Tag Archives: Rebel Cinema

As an Act of Protest: The film that won’t go away…

AVAILABLE DIGITALLY OCTOBER 30, 2020 ON “VIMEO ON DEMAND”!

A film that started with the murder of Amadou Diallo in 1999…and resuscitated it’s social relevance and artistic merit itself, pathetically, in the aftermath of the murder of George Floyd.  Death’s energy may kickstart the wheel of protest art but it is the hope of a creative retaliation that makes it explode….

“When will American cinema catch up to the full-throttle legacy of Rebel music and songs that declaim change and challenge authority?”

             – Robert Kramer, American Radical Filmmaker (Ice, Milestones)

When all is said and done

you stand alone with a catalog of memories and actions. And like the Actor, it is our actions ultimately that define who we are, how we choose to fight or retreat.
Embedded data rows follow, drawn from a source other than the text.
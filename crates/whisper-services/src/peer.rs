//! Peer registry: who this node currently has an outbound link to.
//!
//! Maps a peer's host:port to the sending half of its delivery queue.
//! The outbound link task for that peer owns the receiving half. At most
//! one entry exists per address: the first `add` wins and later callers
//! get `None`, which is how duplicate dials collapse into one link.

use std::sync::Arc;

use dashmap::mapref::entry::Entry;
use dashmap::DashMap;
use tokio::sync::mpsc;

use whisper_core::Message;

/// Sending half of a peer's bounded delivery queue.
pub type PeerQueue = mpsc::Sender<Message>;

/// The peer registry: shared between the accept loop, discovery, and link tasks.
#[derive(Clone)]
pub struct PeerRegistry {
    peers: Arc<DashMap<String, PeerQueue>>,
    queue_depth: usize,
}

impl PeerRegistry {
    /// Create an empty registry whose queues hold `queue_depth` messages each.
    pub fn new(queue_depth: usize) -> Self {
        Self {
            peers: Arc::new(DashMap::new()),
            queue_depth: queue_depth.max(1),
        }
    }

    /// Register `addr` and hand back the receiving half of its new queue.
    ///
    /// Returns `None` when `addr` is already registered (connected or
    /// connecting). Exactly one of any number of concurrent callers for the
    /// same address gets `Some`.
    pub fn add(&self, addr: &str) -> Option<mpsc::Receiver<Message>> {
        match self.peers.entry(addr.to_string()) {
            Entry::Occupied(_) => None,
            Entry::Vacant(slot) => {
                let (tx, rx) = mpsc::channel(self.queue_depth);
                slot.insert(tx);
                Some(rx)
            }
        }
    }

    /// Drop the entry for `addr`, if any.
    ///
    /// Once every in-flight snapshot from `list` is gone this closes the
    /// queue, which ends the owning link.
    pub fn remove(&self, addr: &str) {
        self.peers.remove(addr);
    }

    /// Drop the entry for `addr` only if its receiving half is gone.
    ///
    /// Lets a closing link clean up after itself without clobbering a
    /// newer link that was registered for the same address meanwhile.
    pub fn remove_closed(&self, addr: &str) -> bool {
        self.peers.remove_if(addr, |_, tx| tx.is_closed()).is_some()
    }

    /// Snapshot of every registered queue. May be stale by the time it's used.
    pub fn list(&self) -> Vec<PeerQueue> {
        self.peers.iter().map(|e| e.value().clone()).collect()
    }

    /// Sorted snapshot of registered addresses.
    pub fn addresses(&self) -> Vec<String> {
        let mut addrs: Vec<String> = self.peers.iter().map(|e| e.key().clone()).collect();
        addrs.sort();
        addrs
    }

    pub fn contains(&self, addr: &str) -> bool {
        self.peers.contains_key(addr)
    }

    pub fn len(&self) -> usize {
        self.peers.len()
    }

    pub fn is_empty(&self) -> bool {
        self.peers.is_empty()
    }

    pub fn queue_depth(&self) -> usize {
        self.queue_depth
    }
}
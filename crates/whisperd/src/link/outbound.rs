//! Outbound link: one TCP connection to one peer we dialed.
//!
//! Created → Connecting → Streaming → Closed. There is no retry: once
//! closed, the address is free and the next dial starts a fresh link.

use tokio::io::AsyncWriteExt;
use tokio::net::TcpStream;
use tokio::sync::mpsc;

use whisper_core::{wire, Message};
use whisper_services::PeerRegistry;

use super::{LinkError, LinkState};

/// Removes the registry entry when the link ends, however it ends.
struct Registration {
    registry: PeerRegistry,
    peer: String,
}

impl Drop for Registration {
    fn drop(&mut self) {
        self.registry.remove_closed(&self.peer);
    }
}

pub struct OutboundLink {
    peer: String,
    queue: mpsc::Receiver<Message>,
    state: LinkState,
    // Must stay after `queue`: fields drop in order, and the entry is only
    // removed once its receiver is gone.
    _registration: Registration,
}

impl OutboundLink {
    /// Wrap a queue freshly returned by `PeerRegistry::add`.
    pub fn new(peer: String, queue: mpsc::Receiver<Message>, registry: PeerRegistry) -> Self {
        Self {
            _registration: Registration {
                registry,
                peer: peer.clone(),
            },
            peer,
            queue,
            state: LinkState::Created,
        }
    }

    pub fn state(&self) -> LinkState {
        self.state
    }

    /// Drive the link until the peer goes away or the queue is closed.
    ///
    /// Returns the number of messages written. Dropping `self` at the end
    /// releases the socket and the registry entry.
    pub async fn run(mut self) -> Result<usize, LinkError> {
        let result = self.stream().await;
        self.transition(LinkState::Closed);
        result
    }

    async fn stream(&mut self) -> Result<usize, LinkError> {
        self.transition(LinkState::Connecting);
        let mut socket = TcpStream::connect(&self.peer)
            .await
            .map_err(|source| LinkError::Connect {
                peer: self.peer.clone(),
                source,
            })?;
        if let Err(e) = socket.set_nodelay(true) {
            tracing::debug!(peer = %self.peer, error = %e, "TCP_NODELAY not set");
        }

        self.transition(LinkState::Streaming);
        tracing::info!(peer = %self.peer, "connected");

        let mut written = 0;
        while let Some(message) = self.queue.recv().await {
            let record = wire::encode(&message)?;
            socket.write_all(&record).await.map_err(LinkError::Write)?;
            written += 1;
        }

        tracing::debug!(peer = %self.peer, written, "queue closed");
        Ok(written)
    }

    fn transition(&mut self, next: LinkState) {
        tracing::trace!(peer = %self.peer, from = %self.state, to = %next, "outbound link");
        self.state = next;
    }
}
We all feel like the Nowhere Man sometimes but maybe it is not failure or malaise that consumes, but risks that genuinely tried.  Not “nowhere plans” but actual attempts – stabs at the wall, great failures perhaps – but proof one has lived and had thoughts and some passion for SOMETHING.  And, if anything, at least my words can do what I can’t: resist trembling in the face of Capitalism and the force of obedience.  The “bastard literature” which may have given birth to my own madness is one that I claim with glee.  Radical art, protest art, works and ideas that rejuvenates every sense of urgency from the eyebrow to the bowels.  There is no more time for games. This ends it all.  Walk into the valley, the great wash of the sun. turn your back on mediocrity. make art that can’t – but tries – to alter the world.  And when they say you’re hateful, you’re diseased, you’re un-romantic – just let your sigh do the talking.
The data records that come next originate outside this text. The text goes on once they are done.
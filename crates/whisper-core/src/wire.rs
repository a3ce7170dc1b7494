//! Wire format.
//!
//! Peer links carry a stream of JSON `Message` objects. Each object is
//! self-delimiting, so records may arrive back to back, split across
//! reads, or separated by whitespace. We write a newline after each
//! record; readers never depend on it.
//!
//! Discovery datagrams carry the sender's listening address as plain text.

use crate::message::Message;

/// Default TCP port a node listens on for peer links.
pub const DEFAULT_LISTEN_PORT: u16 = 55555;

/// Well-known UDP port for discovery beacons.
pub const DISCOVERY_PORT: u16 = 5555;

/// Default destination for the one-shot discovery beacon.
pub const DISCOVERY_BROADCAST: &str = "255.255.255.255";

/// Largest discovery datagram we bother reading.
pub const MAX_ANNOUNCEMENT_LEN: usize = 512;

#[derive(Debug, thiserror::Error)]
pub enum WireError {
    #[error("failed to encode message: {0}")]
    Encode(serde_json::Error),
    #[error("malformed record: {0}")]
    Decode(serde_json::Error),
    #[error("stream ended inside a record ({pending} bytes pending)")]
    Truncated { pending: usize },
}

/// Serialize a message into one wire record, trailing newline included.
pub fn encode(message: &Message) -> Result<Vec<u8>, WireError> {
    let mut buf = serde_json::to_vec(message).map_err(WireError::Encode)?;
    buf.push(b'\n');
    Ok(buf)
}

/// Parse one wire record. Surrounding whitespace is ignored.
pub fn decode(line: &str) -> Result<Message, WireError> {
    serde_json::from_str(line.trim()).map_err(WireError::Decode)
}

/// Incremental decoder for the record stream of one peer link.
///
/// Bytes are appended as they arrive; `next_record` yields every complete
/// record and keeps an incomplete tail for the next read.
#[derive(Debug, Default)]
pub struct RecordDecoder {
    buf: Vec<u8>,
}

impl RecordDecoder {
    pub fn new() -> Self {
        Self::default()
    }

    /// Append bytes read from the socket.
    pub fn extend(&mut self, bytes: &[u8]) {
        self.buf.extend_from_slice(bytes);
    }

    /// Take the next complete record, or `None` until more bytes arrive.
    pub fn next_record(&mut self) -> Result<Option<Message>, WireError> {
        let (next, used) = {
            let mut stream =
                serde_json::Deserializer::from_slice(&self.buf).into_iter::<Message>();
            let next = stream.next();
            (next, stream.byte_offset())
        };
        match next {
            Some(Ok(message)) => {
                self.buf.drain(..used);
                Ok(Some(message))
            }
            Some(Err(e)) if e.is_eof() => Ok(None),
            Some(Err(e)) => Err(WireError::Decode(e)),
            // Only whitespace left.
            None => {
                self.buf.clear();
                Ok(None)
            }
        }
    }

    /// Check the stream ended on a record boundary.
    pub fn finish(&self) -> Result<(), WireError> {
        if self.buf.iter().all(u8::is_ascii_whitespace) {
            Ok(())
        } else {
            Err(WireError::Truncated {
                pending: self.buf.len(),
            })
        }
    }
}

/// Build a discovery datagram announcing `listen_addr`.
pub fn encode_announcement(listen_addr: &str) -> Vec<u8> {
    listen_addr.as_bytes().to_vec()
}

/// Extract the candidate peer address from a discovery datagram.
///
/// Returns `None` for empty or non-UTF-8 payloads.
pub fn decode_announcement(payload: &[u8]) -> Option<String> {
    let text = std::str::from_utf8(payload).ok()?.trim();
    if text.is_empty() {
        None
    } else {
        Some(text.to_string())
    }
}
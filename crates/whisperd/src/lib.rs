//! whisperd: a Whisper gossip node.
//!
//! The node floods every newly seen message to every peer it has an
//! outbound link to. Links form from an explicit peer, from discovery
//! beacons, and from reciprocal dials back to whoever sent us something.

#[cfg(feature = "redis-bridge")]
pub mod bridge;
pub mod discovery;
pub mod input;
pub mod link;
pub mod node;

pub use node::{Node, NodeError};
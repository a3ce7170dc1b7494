//! Whisper integration test harness.
//!
//! Every test builds a small mesh of real nodes inside this process. Nodes
//! listen on 127.0.0.1 with OS-assigned ports and talk over real TCP and
//! UDP sockets, so tests never collide with each other or with a node
//! running on the host.
//!
//!   cargo test --test integration

use std::time::Duration;

use anyhow::{bail, Context, Result};
use tokio::sync::broadcast::error::TryRecvError;
use tokio::sync::broadcast::Receiver;

use whisper_core::config::WhisperConfig;
use whisper_core::Message;
use whisperd::Node;

mod chain;
mod messaging;
mod topology;

// ── Harness ───────────────────────────────────────────────────────────────────

/// How long any single wait in a test may take before it fails.
pub const TIMEOUT: Duration = Duration::from_secs(10);

/// Quiet period used to assert that something does *not* happen.
pub const SETTLE: Duration = Duration::from_millis(300);

/// Config for a loopback node with discovery off.
pub fn loopback_config() -> WhisperConfig {
    let mut config = WhisperConfig::default();
    config.network.host = "127.0.0.1".to_string();
    config.network.port = 0;
    config.discovery.enabled = false;
    config
}

/// Bind a node from `config` and start its accept loop.
pub async fn start_node_with(config: &WhisperConfig) -> Result<Node> {
    let (node, listener) = Node::bind(config).await.context("failed to bind node")?;
    node.set_echo(false);
    tokio::spawn(node.clone().serve(listener));
    Ok(node)
}

/// Bind a loopback node and start its accept loop.
pub async fn start_node() -> Result<Node> {
    start_node_with(&loopback_config()).await
}

/// Start `n` loopback nodes.
pub async fn start_nodes(n: usize) -> Result<Vec<Node>> {
    let mut nodes = Vec::with_capacity(n);
    for _ in 0..n {
        nodes.push(start_node().await?);
    }
    Ok(nodes)
}

/// Poll `cond` until it holds or `TIMEOUT` elapses.
pub async fn wait_until(what: &str, mut cond: impl FnMut() -> bool) -> Result<()> {
    let deadline = tokio::time::Instant::now() + TIMEOUT;
    while !cond() {
        if tokio::time::Instant::now() > deadline {
            bail!("timed out waiting for {what}");
        }
        tokio::time::sleep(Duration::from_millis(10)).await;
    }
    Ok(())
}

/// Wait until `a` has an outbound link registered for `b`.
pub async fn wait_linked(a: &Node, b: &Node) -> Result<()> {
    let target = b.self_addr().to_string();
    wait_until(&format!("{} -> {}", a.self_addr(), target), || {
        a.registry().contains(&target)
    })
    .await
}

/// Next delivered message on `feed`, or an error after `TIMEOUT`.
pub async fn next_delivery(feed: &mut Receiver<Message>) -> Result<Message> {
    tokio::time::timeout(TIMEOUT, feed.recv())
        .await
        .context("timed out waiting for a delivery")?
        .context("delivery feed closed")
}

/// Assert nothing further arrives on `feed` within `SETTLE`.
pub async fn assert_quiet(feed: &mut Receiver<Message>) -> Result<()> {
    tokio::time::sleep(SETTLE).await;
    match feed.try_recv() {
        Err(TryRecvError::Empty) => Ok(()),
        Ok(m) => bail!("unexpected extra delivery: {m:?}"),
        Err(e) => bail!("delivery feed broken: {e}"),
    }
}

// ── Tests ─────────────────────────────────────────────────────────────────────

/// Two nodes on loopback get distinct, dialable addresses.
#[tokio::test]
async fn test_nodes_get_distinct_addresses() -> Result<()> {
    let nodes = start_nodes(2).await?;
    assert_ne!(nodes[0].self_addr(), nodes[1].self_addr());
    assert!(nodes[0].self_addr().starts_with("127.0.0.1:"));
    Ok(())
}
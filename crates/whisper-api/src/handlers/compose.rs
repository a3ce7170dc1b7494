//! Web front-end: a compose page and the route it posts to.

use axum::extract::State;
use axum::http::StatusCode;
use axum::response::Html;
use axum::Json;
use serde::{Deserialize, Serialize};

use super::ApiState;

const INDEX_HTML: &str = r#"<!doctype html>
<html>
<head><meta charset="utf-8"><title>whisper</title></head>
<body>
<h1>whisper</h1>
<form id="compose">
  <input id="body" autocomplete="off" autofocus>
  <button type="submit">send</button>
</form>
<h2>peers</h2>
<ul id="peers"></ul>
<script>
async function refreshPeers() {
  const resp = await fetch("/peers");
  const { peers } = await resp.json();
  const list = document.getElementById("peers");
  list.replaceChildren(...peers.map((p) => {
    const li = document.createElement("li");
    li.textContent = p;
    return li;
  }));
}
document.getElementById("compose").addEventListener("submit", async (e) => {
  e.preventDefault();
  const input = document.getElementById("body");
  if (!input.value) return;
  await fetch("/send", {
    method: "POST",
    headers: { "Content-Type": "application/json" },
    body: JSON.stringify({ body: input.value }),
  });
  input.value = "";
});
refreshPeers();
setInterval(refreshPeers, 5000);
</script>
</body>
</html>
"#;

pub async fn handle_index() -> Html<&'static str> {
    Html(INDEX_HTML)
}

#[derive(Deserialize)]
pub struct SendRequest {
    pub body: String,
}

#[derive(Serialize)]
pub struct SendResponse {
    pub id: String,
    pub addr: String,
}

pub async fn handle_send(
    State(state): State<ApiState>,
    Json(req): Json<SendRequest>,
) -> Result<Json<SendResponse>, (StatusCode, String)> {
    if req.body.is_empty() {
        return Err((StatusCode::BAD_REQUEST, "body must not be empty".to_string()));
    }

    let message = state.originator.originate(req.body);
    tracing::debug!(id = %message.id, "message composed over http");

    Ok(Json(SendResponse {
        id: message.id,
        addr: message.addr,
    }))
}
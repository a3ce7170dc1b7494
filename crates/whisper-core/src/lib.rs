//! whisper-core: shared types, wire format, and configuration.
//! All other Whisper crates depend on this one.

pub mod config;
pub mod message;
pub mod wire;

pub use message::Message;
//! Local input source: operator-composed messages from a line reader.

use tokio::io::{AsyncBufReadExt, AsyncRead, BufReader};

use crate::node::Node;

/// Originate one message per non-empty line read from `reader`.
///
/// Returns the number of messages originated once the reader hits EOF.
pub async fn read_input<R>(node: Node, reader: R) -> std::io::Result<usize>
where
    R: AsyncRead + Unpin,
{
    let mut lines = BufReader::new(reader).lines();
    let mut sent = 0;

    while let Some(line) = lines.next_line().await? {
        if line.trim().is_empty() {
            continue;
        }
        let message = node.originate(line);
        tracing::debug!(id = %message.id, peers = node.registry().len(), "message sent");
        sent += 1;
    }

    Ok(sent)
}
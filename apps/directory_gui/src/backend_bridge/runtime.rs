//! Backend worker: owns the employee source and answers UI commands on a
//! dedicated tokio runtime.

use std::{sync::Arc, thread};

use client_core::EmployeeSource;
use crossbeam_channel::{Receiver, Sender};

use crate::backend_bridge::commands::BackendCommand;
use crate::controller::events::{UiError, UiErrorContext, UiEvent};

pub fn launch(
    source: Arc<dyn EmployeeSource>,
    cmd_rx: Receiver<BackendCommand>,
    ui_tx: Sender<UiEvent>,
) {
    thread::spawn(move || {
        let runtime = match tokio::runtime::Builder::new_multi_thread()
            .worker_threads(2)
            .enable_all()
            .build()
        {
            Ok(runtime) => runtime,
            Err(err) => {
                tracing::error!("failed to build backend runtime: {err}");
                let _ = ui_tx.try_send(UiEvent::Error(UiError::new(
                    UiErrorContext::BackendStartup,
                    format!("failed to build backend runtime: {err}"),
                )));
                return;
            }
        };

        runtime.block_on(async move {
            let _ = ui_tx.try_send(UiEvent::Info("Backend worker ready".to_string()));

            // Each load is its own task; the reducer drops stale completions.
            while let Ok(cmd) = cmd_rx.recv() {
                tracing::debug!(command = cmd.name(), "backend received command");
                match cmd {
                    BackendCommand::ListEmployees { ticket } => {
                        let source = Arc::clone(&source);
                        let ui_tx = ui_tx.clone();
                        tokio::spawn(async move {
                            let result = source.list_employees().await;
                            if ui_tx
                                .send(UiEvent::EmployeesLoaded { ticket, result })
                                .is_err()
                            {
                                tracing::debug!(
                                    ticket = ticket.value(),
                                    "ui closed before employee load finished"
                                );
                            }
                        });
                    }
                }
            }
            tracing::info!("ui command queue closed; backend worker stopping");
        });
    });
}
After a successful re-emergence of this cult classic in 2015, Speller St Films is preparing to finally release a limited edition of the DVD replete with a special facsimile of the original screenplay and the notes that made up my own conception of ‘Third Cinema 2000: a cocktail of guerrilla film-making and the political stringency of Black and Brown peoples oppressed and colonized throughout the world, who not only are conscious of their condition, but seek to change it by “any means necessary.”  As an Act of Protest is the anti-Spike Lee version of a socially conscious films and attacks racism from the oppressed’s point of view with no irony or pop-art trappings; no advertising hipness or cool slang.  It is meant to destroy the oppressor and all who saddles his gaze with his and uplift the dignity of the radical who fights him.  It is a direct descendant of singular films such as Melvin van Peebles’ Sweet Sweetback’s Baadasssss Song,  Christopher St. John’s The Top of the Heap Oscar Williams’ The Final Comedown and downright dangerous Blacks films like The Spook Who Sat By The Door.

Acknowledged by Variety in 2002 as being a “powerful” film that aims to “teach and shock,”  it was heralded by many on the underground and alternative Black film critics (such as Kam Williams and Hugh Pearson) who championed the film when mainstream papers refused to address it.  Woefully pertinent and tragically eternally relevant in the racist world we live in, As an Act of Protest is a gritty, poetic, theatrical drama that does what the best conscious hip-hop albums did and what the gnarliest politically-tinged punk albums sought to do:  it speaks truth and implicates us all in the decision-making of how we are going to live our lives.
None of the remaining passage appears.